Marabar, ou a traiçoeira facilidade das evidências


O “está-se mesmo a ver” tem uma força sedutora a que é difícil resistir, sobretudo quando não se está com disposição para o esforço e, muitas vezes, a coragem necessários para analisar mais fundo e averiguar e refletir para lá do repentismo daquilo a que já chamei “a ciência do táxi”


“A Passage to India” é um dos mais belos e inteligentes livros que já li, e o filme que David Lean realizou é uma obra de arte a que nunca me canso de regressar. Livros e filmes são um consolo e uma porta de acesso ao mundo e à vida, e à tentativa da sua compreensão. Está por aí à venda uma cuidada edição da Relógio D’Água do livro de E. M. Forster.
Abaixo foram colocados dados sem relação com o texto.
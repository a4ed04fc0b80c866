//! Localization
//!
//! Every user-facing sentence the assistant produces lives here, keyed by
//! [`Phrase`]. Templates use `{name}` placeholders filled by [`fill`].

use serde::{Deserialize, Serialize};
use std::fmt;
use std::str::FromStr;

/// Active interaction language
#[derive(Debug, Clone, Copy, PartialEq, Eq, Hash, Serialize, Deserialize, Default)]
pub enum Language {
    #[default]
    #[serde(rename = "en")]
    English,
    #[serde(rename = "es")]
    Spanish,
}

impl Language {
    /// ISO 639-1 code
    pub fn code(self) -> &'static str {
        match self {
            Language::English => "en",
            Language::Spanish => "es",
        }
    }

    pub fn all() -> &'static [Language] {
        &[Language::English, Language::Spanish]
    }

    /// Phrase that wakes the assistant from passive listening
    pub fn wake_phrase(self) -> &'static str {
        match self {
            Language::English => "hey assistant",
            Language::Spanish => "oye asistente",
        }
    }

    /// Phrases that leave translation mode
    pub fn translator_exit_phrases(self) -> &'static [&'static str] {
        match self {
            Language::English => &["exit translator mode", "exit translation mode"],
            Language::Spanish => &["sal del modo traductor", "salir del modo traductor"],
        }
    }

    /// Phrases that close a note session
    pub fn note_exit_phrases(self) -> &'static [&'static str] {
        match self {
            Language::English => &["end note", "finish note"],
            Language::Spanish => &["terminar nota", "finalizar nota"],
        }
    }

    pub fn phrase(self, phrase: Phrase) -> &'static str {
        match self {
            Language::English => english(phrase),
            Language::Spanish => spanish(phrase),
        }
    }

    /// Look up a template and fill its placeholders
    pub fn format(self, phrase: Phrase, args: &[(&str, &str)]) -> String {
        fill(self.phrase(phrase), args)
    }
}

impl fmt::Display for Language {
    fn fmt(&self, f: &mut fmt::Formatter<'_>) -> fmt::Result {
        f.write_str(self.code())
    }
}

impl FromStr for Language {
    type Err = anyhow::Error;

    fn from_str(s: &str) -> Result<Self, Self::Err> {
        match s.trim().to_lowercase().as_str() {
            "en" | "english" | "inglés" | "ingles" => Ok(Language::English),
            "es" | "spanish" | "español" | "espanol" => Ok(Language::Spanish),
            other => anyhow::bail!("Unsupported language: {}", other),
        }
    }
}

/// Canonical form of an utterance for matching
///
/// Drops question and exclamation marks (both orientations), lowercases and trims.
pub fn normalize(text: &str) -> String {
    text.chars()
        .filter(|c| !matches!(c, '?' | '!' | '¿' | '¡'))
        .collect::<String>()
        .to_lowercase()
        .trim()
        .to_string()
}

/// Replace `{key}` placeholders in a template
///
/// Single pass: text substituted for one placeholder is never scanned again,
/// and unknown placeholders are left as they are.
pub fn fill(template: &str, args: &[(&str, &str)]) -> String {
    let mut out = String::with_capacity(template.len());
    let mut rest = template;

    while let Some(open) = rest.find('{') {
        out.push_str(&rest[..open]);
        let after = &rest[open + 1..];
        let value = after.find('}').and_then(|close| {
            let key = &after[..close];
            args.iter()
                .find(|(k, _)| *k == key)
                .map(|(_, v)| (*v, close))
        });

        match value {
            Some((value, close)) => {
                out.push_str(value);
                rest = &after[close + 1..];
            }
            None => {
                out.push('{');
                rest = after;
            }
        }
    }
    out.push_str(rest);
    out
}

/// Identifier of every localized sentence
#[derive(Debug, Clone, Copy, PartialEq, Eq)]
pub enum Phrase {
    // Recognition failures
    NotUnderstood,
    RecognitionServiceDown,
    RecognitionUnknown,
    RespondFriendly,

    // Remote reasoning failures
    RemoteNoResponse,
    RemoteUnreachable,
    MissingCredential,

    // Session
    Greeting,

    // Applications
    Opening,
    OpenFailed,
    Closing,
    CloseNotFound,

    // Web
    Searching,
    SearchingVideo,
    SearchingMusic,
    BrowserFailed,

    // Arithmetic
    CalcResult,
    CalcFailed,

    // Desktop
    SystemStatus,
    SystemUnavailable,
    ScreenshotSaved,
    ScreenshotFailed,
    MediaDone,
    VolumeDone,
    DesktopFailed,

    // Translator mode
    TranslatorOn,
    TranslatorOff,
    UnknownLanguage,
    Translation,
    TranslationFailed,

    // Note mode
    NoteStarted,
    NoteSaved,
    NoteEnded,
    NoNoteInProgress,
    NoteFailed,

    // Voice output
    SpeechStopped,

    // Learned skills
    SkillDone,
    SkillFailed,

    // Skill acquisition
    LearnNotUnderstood,
    GenerationFailed,
    ConfirmCode,
    LearnDeclined,
    TrialFailed,
    Learned,
    LearnedNotSaved,
}

fn english(phrase: Phrase) -> &'static str {
    use Phrase::*;
    match phrase {
        NotUnderstood => "Sorry, I didn't understand you. Could you repeat that?",
        RecognitionServiceDown => "Sorry, the speech recognition service is not available right now.",
        RecognitionUnknown => "An unexpected error occurred while I was listening.",
        RespondFriendly => "Respond friendly: {message}",

        RemoteNoResponse => "The remote model did not respond. Check your connection.",
        RemoteUnreachable => "I can't connect to my brain. Check the connection and the API key.",
        MissingCredential => "Error: the API key for the reasoning service is not configured.",

        Greeting => "Introduce yourself very briefly as {name} and ask how you can help today.",

        Opening => "Opening {app}.",
        OpenFailed => "I couldn't open {app}.",
        Closing => "Closing {app}.",
        CloseNotFound => "I didn't find any process named {app}.",

        Searching => "Searching for '{query}' on Google.",
        SearchingVideo => "Searching YouTube for '{query}'.",
        SearchingMusic => "Searching Spotify for '{query}'.",
        BrowserFailed => "I couldn't open the browser.",

        CalcResult => "The result is {value}",
        CalcFailed => "I couldn't perform the calculation.",

        SystemStatus => "CPU at **{cpu}%**, RAM at **{ram}%**.",
        SystemUnavailable => "System information is not available on this platform.",
        ScreenshotSaved => "Screenshot saved as {file}.",
        ScreenshotFailed => "I couldn't take the screenshot: {error}",
        MediaDone => "Media command executed.",
        VolumeDone => "Volume control executed.",
        DesktopFailed => "I couldn't control the desktop: {error}",

        TranslatorOn => "Translator mode activated to {language}. Say 'exit translator mode' to finish.",
        TranslatorOff => "Translator mode deactivated.",
        UnknownLanguage => "I don't know that language.",
        Translation => "The translation is: {text}",
        TranslationFailed => "I couldn't translate that.",

        NoteStarted => "Note mode activated. Everything you say will be saved. Say 'end note' to finish.",
        NoteSaved => "Noted.",
        NoteEnded => "Note finished and saved.",
        NoNoteInProgress => "There is no note in progress.",
        NoteFailed => "I couldn't save the note.",

        SpeechStopped => "Speech output stopped.",

        SkillDone => "Done, I executed the task '{task}'.",
        SkillFailed => "I tried to use a learned skill, but it failed: {error}",

        LearnNotUnderstood => "I didn't understand what new skill you want me to learn. Try 'learn to ...'.",
        GenerationFailed => "My attempt to generate code failed. I couldn't find a solution.",
        ConfirmCode => "I have generated the following script to try '{task}'.\n\n--- CODE ---\n{code}\n--------------\n\nWARNING: Running unknown code can be risky.\nDo you want me to execute it?",
        LearnDeclined => "Okay, I will not execute the code. Canceling the operation.",
        TrialFailed => "The code executed but failed with an error: {error}. I have not learned the skill.",
        Learned => "Done! I've learned to '{task}' and will remember it for the future.",
        LearnedNotSaved => "I was able to perform the action, but I had a problem saving it for the future.",
    }
}

fn spanish(phrase: Phrase) -> &'static str {
    use Phrase::*;
    match phrase {
        NotUnderstood => "Lo siento, no te entendí. ¿Puedes repetirlo?",
        RecognitionServiceDown => "Lo siento, el servicio de reconocimiento de voz no está disponible ahora.",
        RecognitionUnknown => "Ocurrió un error inesperado mientras escuchaba.",
        RespondFriendly => "Responde amablemente: {message}",

        RemoteNoResponse => "El modelo remoto no respondió. Revisa tu conexión.",
        RemoteUnreachable => "No puedo conectar con mi cerebro. Revisa la conexión y la clave de API.",
        MissingCredential => "Error: la clave de API del servicio de razonamiento no está configurada.",

        Greeting => "Preséntate muy brevemente como {name} y pregunta en qué puedes ayudar hoy.",

        Opening => "Abriendo {app}.",
        OpenFailed => "No pude abrir {app}.",
        Closing => "Cerrando {app}.",
        CloseNotFound => "No encontré ningún proceso llamado {app}.",

        Searching => "Buscando '{query}' en Google.",
        SearchingVideo => "Buscando '{query}' en YouTube.",
        SearchingMusic => "Buscando '{query}' en Spotify.",
        BrowserFailed => "No pude abrir el navegador.",

        CalcResult => "El resultado es {value}",
        CalcFailed => "No pude realizar el cálculo.",

        SystemStatus => "CPU al **{cpu}%**, RAM al **{ram}%**.",
        SystemUnavailable => "La información del sistema no está disponible en esta plataforma.",
        ScreenshotSaved => "Captura guardada como {file}.",
        ScreenshotFailed => "No pude tomar la captura: {error}",
        MediaDone => "Comando multimedia ejecutado.",
        VolumeDone => "Control de volumen ejecutado.",
        DesktopFailed => "No pude controlar el escritorio: {error}",

        TranslatorOn => "Modo traductor activado al {language}. Di 'sal del modo traductor' para terminar.",
        TranslatorOff => "Modo traductor desactivado.",
        UnknownLanguage => "No conozco ese idioma.",
        Translation => "La traducción es: {text}",
        TranslationFailed => "No pude traducir eso.",

        NoteStarted => "Modo nota activado. Todo lo que digas se guardará. Di 'terminar nota' para finalizar.",
        NoteSaved => "Anotado.",
        NoteEnded => "Nota terminada y guardada.",
        NoNoteInProgress => "No hay ninguna nota en curso.",
        NoteFailed => "No pude guardar la nota.",

        SpeechStopped => "La salida de voz se detuvo.",

        SkillDone => "Listo, ejecuté la tarea '{task}'.",
        SkillFailed => "Intenté usar una habilidad aprendida, pero falló: {error}",

        LearnNotUnderstood => "No entendí qué nueva habilidad quieres que aprenda. Prueba con 'aprende a ...'.",
        GenerationFailed => "Mi intento de generar código falló. No encontré una solución.",
        ConfirmCode => "He generado el siguiente script para intentar '{task}'.\n\n--- CÓDIGO ---\n{code}\n--------------\n\nADVERTENCIA: Ejecutar código desconocido puede ser riesgoso.\n¿Quieres que lo ejecute?",
        LearnDeclined => "De acuerdo, no ejecutaré el código. Cancelando la operación.",
        TrialFailed => "El código se ejecutó pero falló con un error: {error}. No he aprendido la habilidad.",
        Learned => "¡Listo! He aprendido a '{task}' y lo recordaré para el futuro.",
        LearnedNotSaved => "Pude realizar la acción, pero tuve un problema al guardarla para el futuro.",
    }
}

#[cfg(test)]
mod tests {
    use super::*;

    #[test]
    fn test_fill_replaces_all_placeholders() {
        let text = Language::English.format(Phrase::ConfirmCode, &[("task", "open notes"), ("code", "print(1);")]);
        assert!(text.contains("'open notes'"));
        assert!(text.contains("print(1);"));
        assert!(!text.contains("{code}"));
    }

    #[test]
    fn test_fill_does_not_rescan_substituted_text() {
        let text = fill("'{task}' -> {code}", &[("task", "say {code}"), ("code", "print(1);")]);
        assert_eq!(text, "'say {code}' -> print(1);");

        assert_eq!(fill("{a}{b}", &[("a", "{b}"), ("b", "x")]), "{b}x");
        assert_eq!(fill("keep {unknown} and {", &[("task", "t")]), "keep {unknown} and {");
        assert_eq!(fill("ñ{task}ñ", &[("task", "é")]), "ñéñ");
    }

    #[test]
    fn test_normalize_strips_marks() {
        assert_eq!(normalize("  ¿Qué HORA es?  "), "qué hora es");
        assert_eq!(normalize("Open Firefox!!"), "open firefox");
    }

    #[test]
    fn test_language_parse() {
        assert_eq!("es".parse::<Language>().unwrap(), Language::Spanish);
        assert_eq!("English".parse::<Language>().unwrap(), Language::English);
        assert!("klingon".parse::<Language>().is_err());
    }

    #[test]
    fn test_language_serde_codes() {
        let json = serde_json::to_string(&Language::Spanish).unwrap();
        assert_eq!(json, "\"es\"");
    }
}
Folheei e recordei-me de que já vi, como certamente muitos outros também já viram, magníficos (passe a ironia) exemplos de como a mesma traiçoeira facilidade das evidências que ocorre a respeito do episódio de Adela Quested nas grutas Marabar conduz a precipitadas e trágicas conclusões erradas. Já os vi na vida em geral e já os vi na vida dos tribunais, das empresas e da comunicação social, por exemplo. E, infelizmente, creio que ainda continuarei a vê-los, pois o “está-se mesmo a ver” tem uma força sedutora a que é difícil resistir, sobretudo quando não se está com disposição para o esforço e, muitas vezes, a coragem necessários para analisar mais fundo e averiguar e refletir para lá do repentismo – muitas vezes alimentado pelo preconceito e/ou pela preguiça (ou por outras malsãs pulsões) – daquilo a que já chamei “a ciência do táxi”. 
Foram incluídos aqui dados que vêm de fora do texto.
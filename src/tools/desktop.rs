//! Desktop integration
//!
//! Application launch/close, browser, media keys, screenshots and system
//! load, behind the [`Desktop`] trait so command handlers can be exercised
//! without touching the real machine.
//!
//! Media keys and screenshots use enigo/screenshots when built with the
//! `desktop` feature; otherwise media and volume fall back to `playerctl` /
//! `pactl` on Linux.

use anyhow::{bail, Context, Result};
use std::path::{Path, PathBuf};
use std::process::Command;
use std::sync::Mutex;
use tracing::debug;

/// Media and volume keys
#[derive(Debug, Clone, Copy, PartialEq, Eq)]
pub enum MediaKey {
    PlayPause,
    Next,
    Previous,
    VolumeUp,
    VolumeDown,
    Mute,
}

/// Instantaneous machine load
#[derive(Debug, Clone, Copy, PartialEq)]
pub struct SystemStatus {
    pub cpu_percent: f32,
    pub ram_percent: f32,
}

/// Operations the assistant performs on the host desktop
pub trait Desktop: Send + Sync {
    fn open_application(&self, name: &str) -> Result<()>;

    /// Terminate processes matching `name`; false if none matched
    fn close_application(&self, name: &str) -> Result<bool>;

    fn open_url(&self, url: &str) -> Result<()>;

    fn press_media_key(&self, key: MediaKey) -> Result<()>;

    /// Capture the primary screen into `dir`, returning the file written
    fn screenshot(&self, dir: &Path) -> Result<PathBuf>;

    fn system_status(&self) -> Result<SystemStatus>;
}

/// The real desktop
#[derive(Debug, Default, Clone, Copy)]
pub struct SystemDesktop;

impl Desktop for SystemDesktop {
    fn open_application(&self, name: &str) -> Result<()> {
        launch_command(name)?
            .spawn()
            .with_context(|| format!("Failed to launch {}", name.trim()))?;
        Ok(())
    }

    fn close_application(&self, name: &str) -> Result<bool> {
        kill_processes(name)
    }

    fn open_url(&self, url: &str) -> Result<()> {
        open_in_browser(url)
    }

    fn press_media_key(&self, key: MediaKey) -> Result<()> {
        #[cfg(feature = "desktop")]
        {
            use enigo::{Direction, Enigo, Keyboard, Settings};

            let mut enigo = Enigo::new(&Settings::default()).context("Failed to create Enigo")?;
            let enigo_key = match key {
                MediaKey::PlayPause => enigo::Key::MediaPlayPause,
                MediaKey::Next => enigo::Key::MediaNextTrack,
                MediaKey::Previous => enigo::Key::MediaPrevTrack,
                MediaKey::VolumeUp => enigo::Key::VolumeUp,
                MediaKey::VolumeDown => enigo::Key::VolumeDown,
                MediaKey::Mute => enigo::Key::VolumeMute,
            };
            enigo.key(enigo_key, Direction::Click).context("Failed to press key")?;
            return Ok(());
        }

        #[cfg(not(feature = "desktop"))]
        {
            let (program, args): (&str, &[&str]) = match key {
                MediaKey::PlayPause => ("playerctl", &["play-pause"]),
                MediaKey::Next => ("playerctl", &["next"]),
                MediaKey::Previous => ("playerctl", &["previous"]),
                MediaKey::VolumeUp => ("pactl", &["set-sink-volume", "@DEFAULT_SINK@", "+10%"]),
                MediaKey::VolumeDown => ("pactl", &["set-sink-volume", "@DEFAULT_SINK@", "-10%"]),
                MediaKey::Mute => ("pactl", &["set-sink-mute", "@DEFAULT_SINK@", "toggle"]),
            };

            if !cfg!(target_os = "linux") {
                bail!("Media keys need the `desktop` feature on this platform");
            }

            let status = Command::new(program)
                .args(args)
                .status()
                .with_context(|| format!("Failed to run {}", program))?;
            if !status.success() {
                bail!("{} exited with {}", program, status);
            }
            Ok(())
        }
    }

    fn screenshot(&self, dir: &Path) -> Result<PathBuf> {
        #[cfg(feature = "desktop")]
        {
            use image::ImageBuffer;
            use screenshots::Screen;

            let screens = Screen::all().context("Failed to get screen list")?;
            let screen = screens.into_iter().next().context("No primary screen available")?;
            let capture = screen.capture().context("Failed to capture screenshot")?;

            let img_buffer: ImageBuffer<image::Rgba<u8>, Vec<u8>> =
                ImageBuffer::from_raw(capture.width(), capture.height(), capture.as_raw().clone())
                    .context("Failed to create image buffer")?;

            std::fs::create_dir_all(dir).context("Failed to create screenshot directory")?;
            let path = dir.join(screenshot_file_name(chrono::Local::now()));
            img_buffer
                .save_with_format(&path, image::ImageFormat::Png)
                .context("Failed to write screenshot")?;
            return Ok(path);
        }

        #[cfg(not(feature = "desktop"))]
        {
            let _ = dir;
            bail!("Desktop features not enabled. Build with --features desktop")
        }
    }

    fn system_status(&self) -> Result<SystemStatus> {
        if !cfg!(target_os = "linux") {
            bail!("System status is only implemented for Linux");
        }

        let meminfo = std::fs::read_to_string("/proc/meminfo").context("Failed to read /proc/meminfo")?;
        let loadavg = std::fs::read_to_string("/proc/loadavg").context("Failed to read /proc/loadavg")?;
        let cpus = std::thread::available_parallelism().map(|n| n.get()).unwrap_or(1);

        Ok(SystemStatus {
            cpu_percent: parse_load_percent(&loadavg, cpus).context("Unexpected /proc/loadavg format")?,
            ram_percent: parse_memory_percent(&meminfo).context("Unexpected /proc/meminfo format")?,
        })
    }
}

/// `screenshot_%Y%m%d_%H%M%S.png`
pub fn screenshot_file_name(at: chrono::DateTime<chrono::Local>) -> String {
    format!("screenshot_{}.png", at.format("%Y%m%d_%H%M%S"))
}

/// Used memory as a percentage of total, from `/proc/meminfo`
pub fn parse_memory_percent(meminfo: &str) -> Option<f32> {
    let field = |name: &str| -> Option<f64> {
        meminfo
            .lines()
            .find(|l| l.starts_with(name))
            .and_then(|l| l.split_whitespace().nth(1))
            .and_then(|v| v.parse().ok())
    };

    let total = field("MemTotal:")?;
    let available = field("MemAvailable:")?;
    if total <= 0.0 {
        return None;
    }
    Some((((total - available) / total) * 100.0) as f32)
}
A segunda das três partes do livro chama-se precisamente “Grutas”. O Dr. Aziz prometera levar Mrs. Moore e Miss Quested a Marabar. Uma vez lá, e após jornada longa e cansativa, Adela e Aziz deixam os outros e sobem até à entrada das grutas mais afastadas, e dentro de uma delas ela desorienta-se, entra em pânico, foge, magoa-se; e, num primeiro momento, tudo parece apontar para que tenha sido molestada sexualmente por Aziz. Este estranho incidente serve de rastilho ao desenvolvimento da intriga, seja no que respeita à explosão das tensões raciais entre colonizadores e colonizados, seja no que respeita ao confronto de Adela consigo mesma e com aquilo que quer, afinal, da vida. Seja como for, perante a inicial força das evidências circunstanciais – e não estando claro, sequer para si mesma, se Adela sofrera um ataque de ansiedade ou apenas efeitos relacionados com o eco e a claustrofobia, ou mesmo se projetara alucinadamente incertezas ou desejos seus –, a opinião colonial logo considerou Aziz culpado de agressão sexual. 
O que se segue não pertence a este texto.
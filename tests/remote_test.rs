//! Reasoning client retry and credential behavior

mod common;

use autodidact::agent::{AskRequest, ReasoningClient, RemoteError, Reply, RetryPolicy};
use autodidact::lang::Language;
use common::{settings, text_response, ScriptedTransport};
use std::time::Duration;

#[tokio::test]
async fn three_rate_limits_then_give_up() {
    let transport = ScriptedTransport::new(vec![
        Err(RemoteError::RateLimited),
        Err(RemoteError::RateLimited),
        Err(RemoteError::RateLimited),
        text_response("never sent"),
    ]);
    let policy = RetryPolicy::new(3, Duration::from_millis(25), 4);
    let client = ReasoningClient::new(settings(Language::English), transport.clone()).with_retry_policy(policy.clone());

    let reply = client.ask(AskRequest::text("hello")).await;

    assert_eq!(
        reply,
        Reply::Failed("The remote model did not respond. Check your connection.".into())
    );

    let calls = transport.calls();
    assert_eq!(calls.len(), 3);

    let first_wait = calls[1].at - calls[0].at;
    let second_wait = calls[2].at - calls[1].at;
    assert!(first_wait >= Duration::from_millis(25));
    assert!(second_wait >= Duration::from_millis(100));
    assert!(second_wait > first_wait);

    let schedule = policy.schedule();
    assert!(schedule.windows(2).all(|w| w[0] < w[1]));
}

#[tokio::test]
async fn other_statuses_are_terminal() {
    let transport = ScriptedTransport::new(vec![Err(RemoteError::Status(500)), text_response("unused")]);
    let client = ReasoningClient::new(settings(Language::Spanish), transport.clone());

    let reply = client.ask(AskRequest::text("hola")).await;

    assert!(reply.is_failure());
    assert_eq!(
        reply.into_text(),
        "No puedo conectar con mi cerebro. Revisa la conexión y la clave de API."
    );
    assert_eq!(transport.call_count(), 1);
}

#[tokio::test]
async fn rotated_key_applies_to_next_call() {
    let transport = ScriptedTransport::new(vec![text_response("one"), text_response("two")]);
    let settings = settings(Language::English);
    let client = ReasoningClient::new(settings.clone(), transport.clone());

    client.ask(AskRequest::text("first")).await;
    settings.set_api_key("rotated-key").unwrap();
    client.ask(AskRequest::text("second")).await;

    let keys: Vec<String> = transport.calls().into_iter().map(|c| c.api_key).collect();
    assert_eq!(keys, vec!["test-key".to_string(), "rotated-key".to_string()]);
}

#[tokio::test]
async fn structured_request_has_no_persona() {
    let transport = ScriptedTransport::new(vec![text_response("```json\n{\"code\": \"1\"}\n```")]);
    let client = ReasoningClient::new(settings(Language::English), transport.clone());

    let reply = client
        .ask(AskRequest::structured("write code", serde_json::json!({ "type": "OBJECT" })))
        .await;

    assert_eq!(reply, Reply::Structured(serde_json::json!({ "code": "1" })));
    let body = &transport.calls()[0].body;
    assert!(body.get("systemInstruction").is_none());
    assert_eq!(body["generationConfig"]["responseMimeType"], "application/json");
}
Que outra coisa senão um agressor poderia ser um médico muçulmano naquele momento e naquele local? Contexto e circunstâncias, eis o cocktail fatal, com o saboroso tempero do preconceito a rematar. Mais a mais, Adela está noiva do magistrado local, inglês convencional e aborrecido. O julgamento estabelece uma fratura na sociedade local, nas relações coloniais e em cada um dos protagonistas, em especial em Miss Quested. Esta confronta-se consigo mesma, profundamente, ao mesmo tempo que, mesmo sem querer, confronta a comunidade com as suas pré-compreensões e com a leviana precipitação das conclusões fáceis e convenientes. Depois, Adela confunde-se, contradiz-se, vê melhor, acabando por concluir que tudo não passou de um equívoco, e que Aziz nada lhe fez. Estava-se mesmo a ver, não estava?